Please write out exactly the lines of the data below from the line holding "filename crates/bridge-graph/src/render.rs" through the line holding "write them out", and leave out the rest.

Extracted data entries
[Start of Attachment]
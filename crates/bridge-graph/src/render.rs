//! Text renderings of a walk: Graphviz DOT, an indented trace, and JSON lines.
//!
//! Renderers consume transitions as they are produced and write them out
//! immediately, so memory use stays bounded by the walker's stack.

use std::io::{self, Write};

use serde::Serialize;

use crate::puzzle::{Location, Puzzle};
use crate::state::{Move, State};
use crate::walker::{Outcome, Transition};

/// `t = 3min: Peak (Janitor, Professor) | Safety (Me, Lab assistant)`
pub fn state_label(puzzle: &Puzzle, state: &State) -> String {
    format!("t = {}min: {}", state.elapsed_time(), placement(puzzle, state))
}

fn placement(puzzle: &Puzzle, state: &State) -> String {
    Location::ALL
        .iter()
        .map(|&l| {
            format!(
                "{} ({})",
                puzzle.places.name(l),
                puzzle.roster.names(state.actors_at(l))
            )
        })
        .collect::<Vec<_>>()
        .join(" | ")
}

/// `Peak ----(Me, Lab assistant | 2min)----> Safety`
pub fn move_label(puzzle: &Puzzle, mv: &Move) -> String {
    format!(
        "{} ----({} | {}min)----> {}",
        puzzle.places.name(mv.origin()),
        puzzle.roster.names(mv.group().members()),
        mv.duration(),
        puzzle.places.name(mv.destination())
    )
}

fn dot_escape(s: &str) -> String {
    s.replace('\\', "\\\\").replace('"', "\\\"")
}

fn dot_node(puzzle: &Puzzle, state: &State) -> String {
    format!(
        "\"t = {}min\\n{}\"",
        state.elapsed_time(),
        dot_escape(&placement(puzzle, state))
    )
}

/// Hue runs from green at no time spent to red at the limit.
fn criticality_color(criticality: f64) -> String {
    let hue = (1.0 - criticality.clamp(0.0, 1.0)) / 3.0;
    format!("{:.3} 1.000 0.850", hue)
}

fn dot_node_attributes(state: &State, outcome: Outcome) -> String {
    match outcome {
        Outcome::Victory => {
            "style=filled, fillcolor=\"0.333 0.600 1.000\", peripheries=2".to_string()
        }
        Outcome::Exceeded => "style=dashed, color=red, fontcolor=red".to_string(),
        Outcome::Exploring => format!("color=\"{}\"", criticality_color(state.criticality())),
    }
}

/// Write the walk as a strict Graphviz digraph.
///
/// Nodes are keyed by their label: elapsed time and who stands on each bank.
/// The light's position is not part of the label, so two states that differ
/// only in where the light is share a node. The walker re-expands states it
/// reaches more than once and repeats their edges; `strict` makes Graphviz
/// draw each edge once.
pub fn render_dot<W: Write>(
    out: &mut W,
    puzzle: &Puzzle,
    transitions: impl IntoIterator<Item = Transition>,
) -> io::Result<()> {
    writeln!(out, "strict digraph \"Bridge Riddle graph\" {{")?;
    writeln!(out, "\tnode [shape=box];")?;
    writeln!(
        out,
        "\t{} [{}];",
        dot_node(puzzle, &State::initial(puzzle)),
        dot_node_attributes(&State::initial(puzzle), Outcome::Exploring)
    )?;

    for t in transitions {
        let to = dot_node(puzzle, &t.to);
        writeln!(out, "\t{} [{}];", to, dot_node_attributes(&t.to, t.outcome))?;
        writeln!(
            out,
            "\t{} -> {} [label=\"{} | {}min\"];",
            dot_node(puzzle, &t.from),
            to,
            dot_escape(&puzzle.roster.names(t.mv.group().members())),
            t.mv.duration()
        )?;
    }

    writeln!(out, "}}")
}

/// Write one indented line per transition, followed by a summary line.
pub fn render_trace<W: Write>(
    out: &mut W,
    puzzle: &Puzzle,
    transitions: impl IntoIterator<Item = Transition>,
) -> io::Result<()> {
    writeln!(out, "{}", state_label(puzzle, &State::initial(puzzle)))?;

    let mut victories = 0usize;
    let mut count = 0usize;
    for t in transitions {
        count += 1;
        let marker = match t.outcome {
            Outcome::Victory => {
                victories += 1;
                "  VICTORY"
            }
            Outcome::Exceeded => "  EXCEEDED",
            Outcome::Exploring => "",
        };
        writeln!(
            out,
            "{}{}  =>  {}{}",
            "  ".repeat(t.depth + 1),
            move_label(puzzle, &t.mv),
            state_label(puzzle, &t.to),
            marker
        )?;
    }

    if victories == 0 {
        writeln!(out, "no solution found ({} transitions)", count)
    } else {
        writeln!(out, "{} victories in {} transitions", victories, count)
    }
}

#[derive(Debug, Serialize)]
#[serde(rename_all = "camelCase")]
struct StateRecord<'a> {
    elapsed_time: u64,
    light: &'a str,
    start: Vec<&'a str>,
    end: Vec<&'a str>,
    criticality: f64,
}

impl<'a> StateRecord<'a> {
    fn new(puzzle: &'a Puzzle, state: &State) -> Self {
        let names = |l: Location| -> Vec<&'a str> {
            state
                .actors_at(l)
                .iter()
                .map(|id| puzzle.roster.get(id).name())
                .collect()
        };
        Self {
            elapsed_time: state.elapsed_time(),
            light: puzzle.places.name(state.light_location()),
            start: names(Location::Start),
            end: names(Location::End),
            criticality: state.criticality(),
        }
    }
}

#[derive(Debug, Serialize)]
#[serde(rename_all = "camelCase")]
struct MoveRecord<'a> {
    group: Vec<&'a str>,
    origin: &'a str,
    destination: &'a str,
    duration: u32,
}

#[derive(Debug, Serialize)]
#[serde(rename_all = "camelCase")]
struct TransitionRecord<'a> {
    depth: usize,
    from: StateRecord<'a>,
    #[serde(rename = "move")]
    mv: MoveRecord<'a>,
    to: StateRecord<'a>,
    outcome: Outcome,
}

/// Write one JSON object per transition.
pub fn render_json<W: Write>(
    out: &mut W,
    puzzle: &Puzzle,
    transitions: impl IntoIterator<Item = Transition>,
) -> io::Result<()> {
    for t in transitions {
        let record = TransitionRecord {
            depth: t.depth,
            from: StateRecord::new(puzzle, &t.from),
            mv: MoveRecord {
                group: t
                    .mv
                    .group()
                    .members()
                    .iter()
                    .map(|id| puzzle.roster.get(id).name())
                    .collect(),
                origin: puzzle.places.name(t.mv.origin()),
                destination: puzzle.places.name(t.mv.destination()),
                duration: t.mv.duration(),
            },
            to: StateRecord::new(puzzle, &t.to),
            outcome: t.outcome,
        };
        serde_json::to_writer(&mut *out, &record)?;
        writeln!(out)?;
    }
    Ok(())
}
[End of Attachment]
[Start of Attachment]
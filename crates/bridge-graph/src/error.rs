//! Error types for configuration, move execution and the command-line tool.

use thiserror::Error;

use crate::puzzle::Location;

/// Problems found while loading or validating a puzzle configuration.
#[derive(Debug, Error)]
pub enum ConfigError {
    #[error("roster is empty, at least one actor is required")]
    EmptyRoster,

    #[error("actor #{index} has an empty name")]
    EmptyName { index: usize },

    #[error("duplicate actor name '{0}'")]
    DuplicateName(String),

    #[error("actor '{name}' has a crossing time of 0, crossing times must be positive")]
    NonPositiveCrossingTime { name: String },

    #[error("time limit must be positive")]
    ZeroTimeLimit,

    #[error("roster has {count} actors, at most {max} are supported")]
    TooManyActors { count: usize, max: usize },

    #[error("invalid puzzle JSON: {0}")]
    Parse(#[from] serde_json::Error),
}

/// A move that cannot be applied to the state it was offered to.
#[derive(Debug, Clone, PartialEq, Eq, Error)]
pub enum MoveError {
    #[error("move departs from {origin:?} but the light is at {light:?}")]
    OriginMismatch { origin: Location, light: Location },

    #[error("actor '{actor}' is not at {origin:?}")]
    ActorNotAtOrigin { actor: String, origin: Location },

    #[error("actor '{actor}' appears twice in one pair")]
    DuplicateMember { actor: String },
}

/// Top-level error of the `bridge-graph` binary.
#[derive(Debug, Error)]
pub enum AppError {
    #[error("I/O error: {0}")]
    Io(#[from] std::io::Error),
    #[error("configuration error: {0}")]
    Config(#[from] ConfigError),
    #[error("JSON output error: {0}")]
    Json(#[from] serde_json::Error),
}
[End of Attachment]
[Start of Attachment]
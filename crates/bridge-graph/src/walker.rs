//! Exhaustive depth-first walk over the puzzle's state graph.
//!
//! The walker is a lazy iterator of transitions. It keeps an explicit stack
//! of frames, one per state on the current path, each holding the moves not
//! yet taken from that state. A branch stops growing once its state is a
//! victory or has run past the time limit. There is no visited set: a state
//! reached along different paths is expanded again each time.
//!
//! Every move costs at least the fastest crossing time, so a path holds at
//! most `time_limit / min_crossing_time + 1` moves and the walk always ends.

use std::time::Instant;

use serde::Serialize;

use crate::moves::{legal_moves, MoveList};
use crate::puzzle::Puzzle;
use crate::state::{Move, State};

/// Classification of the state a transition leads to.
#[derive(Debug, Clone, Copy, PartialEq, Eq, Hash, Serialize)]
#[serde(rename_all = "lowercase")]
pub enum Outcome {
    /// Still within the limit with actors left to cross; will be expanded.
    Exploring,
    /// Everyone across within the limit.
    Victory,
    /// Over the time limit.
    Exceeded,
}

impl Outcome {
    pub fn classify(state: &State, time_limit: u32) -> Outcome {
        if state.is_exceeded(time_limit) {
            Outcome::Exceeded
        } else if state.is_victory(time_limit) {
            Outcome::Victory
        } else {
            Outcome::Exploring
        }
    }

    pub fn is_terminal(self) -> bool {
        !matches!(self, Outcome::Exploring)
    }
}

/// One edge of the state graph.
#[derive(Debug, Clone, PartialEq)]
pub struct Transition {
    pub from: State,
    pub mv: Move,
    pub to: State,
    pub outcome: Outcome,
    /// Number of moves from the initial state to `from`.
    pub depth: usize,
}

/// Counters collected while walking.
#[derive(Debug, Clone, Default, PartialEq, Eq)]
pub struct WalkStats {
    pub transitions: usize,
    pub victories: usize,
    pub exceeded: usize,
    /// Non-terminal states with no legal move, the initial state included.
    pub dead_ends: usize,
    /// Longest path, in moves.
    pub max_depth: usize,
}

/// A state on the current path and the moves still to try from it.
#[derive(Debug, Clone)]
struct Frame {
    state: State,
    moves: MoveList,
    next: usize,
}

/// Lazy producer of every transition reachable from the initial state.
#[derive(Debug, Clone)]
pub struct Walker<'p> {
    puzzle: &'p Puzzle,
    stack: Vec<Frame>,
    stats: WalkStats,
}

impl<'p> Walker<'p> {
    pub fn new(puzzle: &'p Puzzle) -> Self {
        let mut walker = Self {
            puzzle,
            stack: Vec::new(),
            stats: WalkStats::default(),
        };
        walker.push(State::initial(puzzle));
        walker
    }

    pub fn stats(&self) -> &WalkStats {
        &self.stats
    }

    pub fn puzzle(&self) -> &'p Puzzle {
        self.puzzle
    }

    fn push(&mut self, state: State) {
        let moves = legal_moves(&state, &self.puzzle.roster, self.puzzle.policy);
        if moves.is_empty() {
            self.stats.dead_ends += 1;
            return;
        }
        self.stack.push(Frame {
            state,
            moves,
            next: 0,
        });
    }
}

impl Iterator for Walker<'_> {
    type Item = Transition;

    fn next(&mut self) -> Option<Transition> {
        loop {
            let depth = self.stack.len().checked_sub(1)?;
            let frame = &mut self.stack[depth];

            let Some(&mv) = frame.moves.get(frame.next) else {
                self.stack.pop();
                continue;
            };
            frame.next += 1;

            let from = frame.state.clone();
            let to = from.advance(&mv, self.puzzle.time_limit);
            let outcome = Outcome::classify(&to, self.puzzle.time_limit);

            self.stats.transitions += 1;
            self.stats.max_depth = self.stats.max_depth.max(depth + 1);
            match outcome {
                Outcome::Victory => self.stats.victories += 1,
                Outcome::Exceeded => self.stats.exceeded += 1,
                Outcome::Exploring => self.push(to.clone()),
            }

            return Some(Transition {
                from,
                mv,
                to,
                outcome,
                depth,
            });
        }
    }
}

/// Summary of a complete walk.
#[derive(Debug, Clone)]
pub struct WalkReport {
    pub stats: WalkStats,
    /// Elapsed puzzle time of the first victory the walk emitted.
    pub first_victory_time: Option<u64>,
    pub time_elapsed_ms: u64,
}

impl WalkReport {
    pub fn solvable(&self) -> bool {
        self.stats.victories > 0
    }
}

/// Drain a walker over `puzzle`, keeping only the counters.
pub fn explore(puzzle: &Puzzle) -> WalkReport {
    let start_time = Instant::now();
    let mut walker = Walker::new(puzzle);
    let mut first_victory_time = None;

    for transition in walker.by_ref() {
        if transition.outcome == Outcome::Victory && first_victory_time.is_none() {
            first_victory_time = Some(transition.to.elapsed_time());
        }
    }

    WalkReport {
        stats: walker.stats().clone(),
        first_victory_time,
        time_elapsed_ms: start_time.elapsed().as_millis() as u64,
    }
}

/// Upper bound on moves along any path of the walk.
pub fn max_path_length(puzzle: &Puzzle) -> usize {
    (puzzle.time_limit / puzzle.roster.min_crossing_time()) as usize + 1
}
[End of Attachment]
* YOUR RESPONSE *
filename crates/bridge-graph/src/render.rs
//! Text renderings of a walk: Graphviz DOT, an indented trace, and JSON lines.
//!
//! Renderers consume transitions as they are produced and write them out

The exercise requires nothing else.